On your production system, run
npm install to install your dependencies, npm test if you have tests and finally NODE_ENV=production node server.js
Some recent slides I considered to be quite helpful that also include the topic of wrappers like forever, can be found here.
Hope this might be helpful for somebody looking for the solution,Packaging of Node js apps can be done using "npm pack" command.It creates a zip file of your application which can be run in production/staging environment.
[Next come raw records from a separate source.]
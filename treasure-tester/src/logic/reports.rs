use anyhow::Result;
use chrono::Utc;
use colored::Colorize;
use std::io::Write;
use std::time::Duration;

use super::ScenarioResult;

#[allow(clippy::cast_precision_loss)]
fn success_rate(results: &[ScenarioResult]) -> f64 {
    if results.is_empty() {
        return 0.0;
    }
    let passed = results.iter().filter(|r| r.passed).count();
    (passed as f64 / results.len() as f64) * 100.0
}

pub fn generate_console_report(
    out: &mut impl Write,
    results: &[ScenarioResult],
    total_duration: Duration,
) -> Result<()> {
    writeln!(out)?;
    writeln!(out, "{}", "📊 Playthrough Results Summary".bright_cyan().bold())?;
    writeln!(out, "{}", "==============================".cyan())?;

    let total_tests = results.len();
    let passed_tests = results.iter().filter(|r| r.passed).count();
    let failed_tests = total_tests - passed_tests;

    writeln!(out, "Total scenarios: {total_tests}")?;
    writeln!(out, "Passed: {}", passed_tests.to_string().green())?;
    writeln!(out, "Failed: {}", failed_tests.to_string().red())?;
    writeln!(out, "Success rate: {:.1}%", success_rate(results))?;
    writeln!(out, "Total time: {total_duration:?}")?;
    writeln!(out)?;

    for result in results {
        let status = if result.passed {
            "✅ PASS".green()
        } else {
            "❌ FAIL".red()
        };

        writeln!(out, "{} {}", status, result.scenario_name.bold())?;
        writeln!(
            out,
            "   Iterations: {}/{} successful",
            result.successful_iterations, result.iterations_run
        )?;
        writeln!(out, "   Average time: {:?}", result.average_duration)?;

        if !result.failures.is_empty() {
            writeln!(out, "   Failures:")?;
            for failure in &result.failures {
                writeln!(out, "     • {}", failure.red())?;
            }
        }
        writeln!(out)?;
    }

    let fastest = results.iter().min_by_key(|r| r.average_duration);
    let slowest = results.iter().max_by_key(|r| r.average_duration);
    if let (Some(fastest), Some(slowest)) = (fastest, slowest) {
        writeln!(out, "{}", "⚡ Performance Summary".bright_yellow().bold())?;
        writeln!(out, "{}", "=====================".yellow())?;
        writeln!(
            out,
            "Fastest: {} ({:?})",
            fastest.scenario_name.green(),
            fastest.average_duration
        )?;
        writeln!(
            out,
            "Slowest: {} ({:?})",
            slowest.scenario_name.yellow(),
            slowest.average_duration
        )?;
    }
    Ok(())
}

pub fn generate_json_report(out: &mut impl Write, results: &[ScenarioResult]) -> Result<()> {
    serde_json::to_writer_pretty(&mut *out, results)?;
    writeln!(out)?;
    Ok(())
}

pub fn generate_markdown_report(out: &mut impl Write, results: &[ScenarioResult]) -> Result<()> {
    writeln!(out, "# Treasure Hunt Playthrough Results\n")?;
    writeln!(
        out,
        "_Generated {}_\n",
        Utc::now().format("%Y-%m-%d %H:%M:%S UTC")
    )?;

    let total_tests = results.len();
    let passed_tests = results.iter().filter(|r| r.passed).count();
    let failed_tests = total_tests - passed_tests;

    writeln!(out, "## Summary\n")?;
    writeln!(out, "- **Total scenarios**: {total_tests}")?;
    writeln!(out, "- **Passed**: {passed_tests}")?;
    writeln!(out, "- **Failed**: {failed_tests}")?;
    writeln!(out, "- **Success rate**: {:.1}%\n", success_rate(results))?;

    writeln!(out, "## Detailed Results\n")?;

    for result in results {
        let status = if result.passed { "✅" } else { "❌" };

        writeln!(out, "### {} {}\n", status, result.scenario_name)?;
        writeln!(
            out,
            "- **Iterations**: {}/{} successful",
            result.successful_iterations, result.iterations_run
        )?;
        writeln!(out, "- **Average time**: {:?}", result.average_duration)?;

        if !result.failures.is_empty() {
            writeln!(out, "- **Failures**:")?;
            for failure in &result.failures {
                writeln!(out, "  - {failure}")?;
            }
        }
        writeln!(out)?;
    }
    Ok(())
}

#[cfg(test)]
mod tests {
    use super::*;

    fn sample(name: &str, passed: bool, millis: u64) -> ScenarioResult {
        ScenarioResult {
            scenario_name: name.to_string(),
            passed,
            iterations_run: 2,
            successful_iterations: if passed { 2 } else { 1 },
            failures: if passed {
                Vec::new()
            } else {
                vec!["Iteration 2: score 0".to_string()]
            },
            average_duration: Duration::from_millis(millis),
            performance_data: vec![Duration::from_millis(millis)],
        }
    }

    #[test]
    fn console_report_lists_failures_and_speed() {
        colored::control::set_override(false);
        let mut buf = Vec::new();
        let results = [sample("smoke", true, 3), sample("reset", false, 9)];
        generate_console_report(&mut buf, &results, Duration::from_millis(12)).unwrap();
        let text = String::from_utf8(buf).unwrap();
        assert!(text.contains("Success rate: 50.0%"));
        assert!(text.contains("Iteration 2: score 0"));
        assert!(text.contains("Fastest: smoke"));
        assert!(text.contains("Slowest: reset"));
    }

    #[test]
    fn markdown_report_has_sections() {
        let mut buf = Vec::new();
        generate_markdown_report(&mut buf, &[sample("smoke", true, 1)]).unwrap();
        let text = String::from_utf8(buf).unwrap();
        assert!(text.starts_with("# Treasure Hunt Playthrough Results"));
        assert!(text.contains("### ✅ smoke"));
    }

    #[test]
    fn json_report_is_an_array() {
        let mut buf = Vec::new();
        generate_json_report(&mut buf, &[sample("smoke", true, 1)]).unwrap();
        let parsed: serde_json::Value = serde_json::from_slice(&buf).unwrap();
        assert_eq!(parsed[0]["scenario_name"], "smoke");
    }

    #[test]
    fn empty_results_report_zero_rate() {
        assert!(success_rate(&[]).abs() < f64::EPSILON);
    }
}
Is there any standard format/guidelines of packaging node webapps
built using express? (Is there a similar jar/war packaging systems for
node apps?)
Yes, the CommonJS Packages specification:
This specification describes the CommonJS package format for
distributing CommonJS programs and libraries. A CommonJS package is a
cohesive wrapping of a collection of modules, code and other assets
into a single form. It provides the basis for convenient delivery,
installation and management of CommonJS components.
For your next question:
2. How do I deploy it once packaged? Would it become an exe, since it is also its own container?
I second Hüseyin's suggestion to deploy on Heroku for production. For development and staging I use Node-Appliance with VirtualBox and Amazon EC2, respectively:
This program takes a Debian machine built by build-debian-cloud or
Debian-VirtualBox-Appliance and turns it into a Node.js "appliance",
capable of running a Node application deployed via git.
Your webapp will not become an exe.
few ways to approach this:
Push your code into Git repository, excluding everything that isn't your code (node_modules/**), then pull it in your staging environment, run npm install to restore all dependencies
create an NPM package out of it , install it via npm in your staging environment (this should also take care of all of the dependencies)
manual copy/ssh files to your staging environment (this can be automated with Grunt), than restore your dependencies via npm
I used zeit's pkg module. It can create cross platform deliverables for linux/win/macos. Actually used it in production and works fine without any issues.
It takes in all the js scripts and packages it into a single file.
The reason I used it is because it helps in securing your source code. That way in production at customers environment they will have access to application but not the source code.
Also one of the advantages is that at production environment, you do not actually need to have the customer install node.js as the node binaries also get packaged inside the build.